Phaeoclavulina murrillii

Scientific classification
- Kingdom: Fungi
- Division: Basidiomycota
- Class: Agaricomycetes
- Order: Gomphales
- Family: Gomphaceae
- Genus: Phaeoclavulina
- Species: P. murrillii
- Binomial name: Phaeoclavulina murrillii (Coker) Franchi & M.Marchetti (2018)
- Synonyms: Clavaria murrilli; Ramaria murrilli;

= Phaeoclavulina murrillii =

- Genus: Phaeoclavulina
- Species: murrillii
- Authority: (Coker) Franchi & M.Marchetti (2018)
- Synonyms: Clavaria murrilli, Ramaria murrilli

Phaeoclavulina murrillii is a coral fungus that is widely distributed in the southeastern United States. It has also been found as far North in the United States as Michigan, and in Spain.

== Taxonomy ==
It was first found in 1904 by William Alphonso Murrill. Originally, it was described as Clavaria murrilli by William Chambers Coker. Later it was moved to Ramaria by Edred John Henry Corner.

== Description ==

=== Fruit body ===
The fruit body may be growing singularly or in scattered groups on the ground in humus in broadleaf or mixed broadleaf and conifer forests from June through October. Fruiting has additionally been reported as occurring in low nutrient areas within meadows. The size ranges from 4–12 centimeters high that are coral-like in appearance with many branches and arising from a rounded, central stalk. Much of the lower portion of the fruitbody and the stipe have white threads that stain pinkish, and these threads can be observed on dry specimens too. The branches are rounded and described as a "dull brownish pink to pale rusty brown, darkening when bruised", and are fibrous-tough and twisted and divided. The branch tips can be pointed or blunt, and are white at first, becoming "golden-yellow to orange" and turning more brown with age.

=== Spore print ===
The spores have a "dull ochraceous tan" deposit.

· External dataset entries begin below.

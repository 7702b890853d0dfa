//! Single-threaded hosting loop
//!
//! Messages from other threads (the device watcher) arrive over an unbounded
//! channel and are dispatched on the loop thread. Once the inbound queue is
//! drained the loop raises an idle notification, which runs the scheduler's
//! pending actions. One notification is also raised when the loop starts.
//!
//! Runs on a tokio `current_thread` runtime; nothing here is `Send`.

use color_eyre::eyre::{Context, Result};
use std::cell::Cell;
use std::rc::Rc;
use tokio::signal::unix::{SignalKind, signal};
use tokio::sync::mpsc;
use tracing::{debug, info};

use crate::events::{AppEvent, EventBus};
use crate::scheduler::IdleScheduler;

/// Work posted to the loop from any thread
#[derive(Debug, Clone, Copy, PartialEq, Eq)]
pub enum LoopMessage {
    DefaultDeviceChanged,
    ToggleRequested,
    Exit,
}

/// Cloneable exit switch for the loop
#[derive(Debug, Clone, Default)]
pub struct LoopControl {
    exit: Rc<Cell<bool>>,
}

impl LoopControl {
    /// Ask the loop to stop after the current message
    pub fn exit(&self) {
        self.exit.set(true);
    }

    #[must_use]
    pub fn exit_requested(&self) -> bool {
        self.exit.get()
    }
}

pub struct EventLoop {
    tx: mpsc::UnboundedSender<LoopMessage>,
    rx: mpsc::UnboundedReceiver<LoopMessage>,
    scheduler: IdleScheduler,
    bus: EventBus,
    control: LoopControl,
}

impl EventLoop {
    #[must_use]
    pub fn new(scheduler: IdleScheduler, bus: EventBus, control: LoopControl) -> Self {
        let (tx, rx) = mpsc::unbounded_channel();
        Self {
            tx,
            rx,
            scheduler,
            bus,
            control,
        }
    }

    /// Sender for posting messages from other threads
    #[must_use]
    pub fn sender(&self) -> mpsc::UnboundedSender<LoopMessage> {
        self.tx.clone()
    }

    fn dispatch(&self, message: LoopMessage) {
        debug!("Loop message: {:?}", message);
        match message {
            LoopMessage::DefaultDeviceChanged => {
                self.bus.emit(AppEvent::DefaultDeviceChanged);
            }
            LoopMessage::ToggleRequested => {
                self.bus.emit(AppEvent::ToggleRequested);
            }
            LoopMessage::Exit => self.control.exit(),
        }
    }

    /// Dispatch `first` plus everything already queued, then go idle
    ///
    /// Returns `false` once exit has been requested; no idle notification is
    /// raised in that case.
    pub fn turn(&mut self, first: Option<LoopMessage>) -> bool {
        if let Some(message) = first {
            self.dispatch(message);
        }
        while !self.control.exit_requested() {
            match self.rx.try_recv() {
                Ok(message) => self.dispatch(message),
                Err(_) => break,
            }
        }
        if self.control.exit_requested() {
            return false;
        }
        self.scheduler.on_idle_notification();
        !self.control.exit_requested()
    }

    /// Run until exit is requested by a message, `LoopControl::exit`, Ctrl-C or SIGTERM
    ///
    /// `SIGUSR1` is delivered as [`LoopMessage::ToggleRequested`]. Idle actions
    /// still queued at exit are discarded.
    ///
    /// # Errors
    /// Returns an error if signal handlers cannot be installed.
    pub async fn run(&mut self) -> Result<()> {
        let mut terminate =
            signal(SignalKind::terminate()).context("Failed to install SIGTERM handler")?;
        let mut toggle =
            signal(SignalKind::user_defined1()).context("Failed to install SIGUSR1 handler")?;

        let mut running = self.turn(None);
        while running {
            let next = tokio::select! {
                message = self.rx.recv() => match message {
                    Some(message) => Some(message),
                    None => {
                        info!("Loop channel closed");
                        Some(LoopMessage::Exit)
                    }
                },
                _ = toggle.recv() => Some(LoopMessage::ToggleRequested),
                _ = terminate.recv() => {
                    info!("Received SIGTERM");
                    Some(LoopMessage::Exit)
                }
                _ = tokio::signal::ctrl_c() => {
                    info!("Received Ctrl-C");
                    Some(LoopMessage::Exit)
                }
            };
            running = self.turn(next);
        }

        let discarded = self.scheduler.discard_pending();
        if discarded > 0 {
            debug!("Discarded {} idle action(s) at exit", discarded);
        }
        Ok(())
    }
}

#[cfg(test)]
mod tests {
    use super::*;
    use pretty_assertions::assert_eq;
    use std::cell::RefCell;

    fn setup() -> (EventLoop, IdleScheduler, EventBus, LoopControl) {
        let scheduler = IdleScheduler::new();
        let bus = EventBus::new();
        let control = LoopControl::default();
        let event_loop = EventLoop::new(scheduler.clone(), bus.clone(), control.clone());
        (event_loop, scheduler, bus, control)
    }

    #[test]
    fn test_first_turn_raises_idle() {
        let (mut event_loop, scheduler, _bus, _control) = setup();
        let ran = Rc::new(Cell::new(false));
        let flag = Rc::clone(&ran);
        scheduler.schedule_on_next_idle(move || {
            flag.set(true);
            Ok(())
        });

        assert!(event_loop.turn(None));
        assert!(ran.get());
    }

    #[test]
    fn test_messages_dispatch_before_idle() {
        let (mut event_loop, scheduler, bus, _control) = setup();
        let log = Rc::new(RefCell::new(Vec::new()));

        let bus_log = Rc::clone(&log);
        bus.subscribe(AppEvent::DefaultDeviceChanged, move |_| {
            bus_log.borrow_mut().push("changed");
        });
        let idle_log = Rc::clone(&log);
        scheduler.schedule_on_next_idle(move || {
            idle_log.borrow_mut().push("idle");
            Ok(())
        });

        let tx = event_loop.sender();
        tx.send(LoopMessage::DefaultDeviceChanged).unwrap();
        tx.send(LoopMessage::DefaultDeviceChanged).unwrap();

        assert!(event_loop.turn(None));
        assert_eq!(*log.borrow(), vec!["changed", "changed", "idle"]);
    }

    #[test]
    fn test_exit_message_skips_idle() {
        let (mut event_loop, scheduler, _bus, control) = setup();
        scheduler.schedule_on_next_idle(|| Ok(()));

        assert!(!event_loop.turn(Some(LoopMessage::Exit)));
        assert!(control.exit_requested());
        assert_eq!(scheduler.pending(), 1);
    }

    #[test]
    fn test_idle_action_can_stop_loop() {
        let (mut event_loop, scheduler, _bus, control) = setup();
        let stopper = control.clone();
        scheduler.schedule_on_next_idle(move || {
            stopper.exit();
            Ok(())
        });

        assert!(!event_loop.turn(None));
    }

    #[test]
    fn test_run_exits_and_discards_pending() {
        let (mut event_loop, scheduler, _bus, _control) = setup();
        let handle = scheduler.clone();
        let tx = event_loop.sender();
        scheduler.schedule_on_next_idle(move || {
            handle.schedule_on_next_idle(|| Ok(()));
            tx.send(LoopMessage::Exit).unwrap();
            Ok(())
        });

        let runtime = tokio::runtime::Builder::new_current_thread()
            .enable_all()
            .build()
            .unwrap();
        runtime.block_on(event_loop.run()).unwrap();

        assert_eq!(scheduler.pending(), 0);
    }
}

=== Microscopic features ===
The spores "appear brown under the microscope". The spore size is comparatively more divergent than similar species ranging from 6.5–9.5 × 3.5–5.5 μm, and they are "elliptic to bottle-shaped" or "elongate pip-shaped". The basidia are clavate, 5–5.5 μm wide and 4-spored. The hymenium is 50–60 μm thick. The hyphae are 3.5–5 μm wide and clamp-connections are present.

=== Chemical test ===
Applying FeSO4 to the branches will cause them to stain green.

=== Edibility ===
The edibility is unknown. It has a nondistinctive odor, and the taste of the flesh is described as bitter.